La situación abre la oportunidad para que propietarios y administradores de inmuebles evalúen si sus instalaciones están preparadas para responder a picos extraordinarios de demanda. Esta revisión incluye aspectos como la capacidad de los sistemas de ventilación, la eficiencia energética, la calidad del aire interior y la capacidad de adaptación ante cambios bruscos en la ocupación de los espacios.
Los expertos coinciden en que la climatización ha dejado de ser únicamente un elemento de confort para convertirse en un componente estratégico del desempeño integral de los edificios.
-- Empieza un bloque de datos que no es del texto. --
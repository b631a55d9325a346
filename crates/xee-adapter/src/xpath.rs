//! XPathEngine implementation for xee

use xee_interpreter::context::DocumentsRef;
use xee_xpath::query::SequenceQuery;
use xee_xpath::{Documents, Item, Queries, Query};
use xml_engine_traits::{
    error::{Error, Result},
    xpath::XPathEngine,
};
use xot::{Node, Xot};

/// xee XPath 3.1 engine over a single mutable xot arena.
///
/// Every tree handled by one engine lives in the same arena, so node
/// handles from different documents of one engine may be mixed freely.
/// Handles from another engine may not; use `import_node` to bring them
/// over.
#[derive(Debug)]
pub struct XeeEngine {
    documents: Documents,
}

impl XeeEngine {
    /// Create a new XeeEngine
    pub fn new() -> Self {
        Self {
            documents: Documents::new(),
        }
    }

    /// Get a reference to the underlying Xot
    pub fn xot(&self) -> &Xot {
        self.documents.xot()
    }

    /// Get a mutable reference to the underlying Xot
    pub fn xot_mut(&mut self) -> &mut Xot {
        self.documents.xot_mut()
    }
}

impl Default for XeeEngine {
    fn default() -> Self {
        Self::new()
    }
}

impl XPathEngine for XeeEngine {
    type Query = SequenceQuery;

    fn compile_xpath(&self, xpath: &str) -> Result<Self::Query> {
        Queries::default()
            .sequence(xpath)
            .map_err(|e| Error::xpath_compile(format!("{xpath}: {e}")))
    }

    fn evaluate(&mut self, query: &Self::Query, context_node: &Node) -> Result<Vec<Node>> {
        let context_node = *context_node;
        // xee caches document order per documents handle; a fresh handle
        // keeps ordering correct after the tree has been mutated.
        let sequence = query
            .execute_build_context(&mut self.documents, |builder| {
                builder.context_node(context_node);
                builder.documents(DocumentsRef::new());
            })
            .map_err(|e| Error::xpath_eval(e.to_string()))?;

        sequence
            .iter()
            .map(|item| match item {
                Item::Node(node) => Ok(node),
                Item::Atomic(atomic) => Err(Error::xpath_eval(format!(
                    "expression must select nodes, got atomic value {atomic:?}"
                ))),
                Item::Function(_) => Err(Error::xpath_eval(
                    "expression must select nodes, got a function",
                )),
            })
            .collect()
    }

    fn xpath_version(&self) -> &'static str {
        "3.1"
    }
}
Además de influir en la experiencia de los usuarios, representa una de las principales fuentes de consumo energético y es fundamental para garantizar la continuidad operativa de instalaciones que no pueden permitirse interrupciones.
Bajo este contexto, diversas tendencias en el sector apuntan hacia una mayor incorporación de sistemas inteligentes de monitoreo, automatización, sensores de ocupación y herramientas de gestión en tiempo real que permitan ajustar el funcionamiento de los edificios de acuerdo con la demanda efectiva.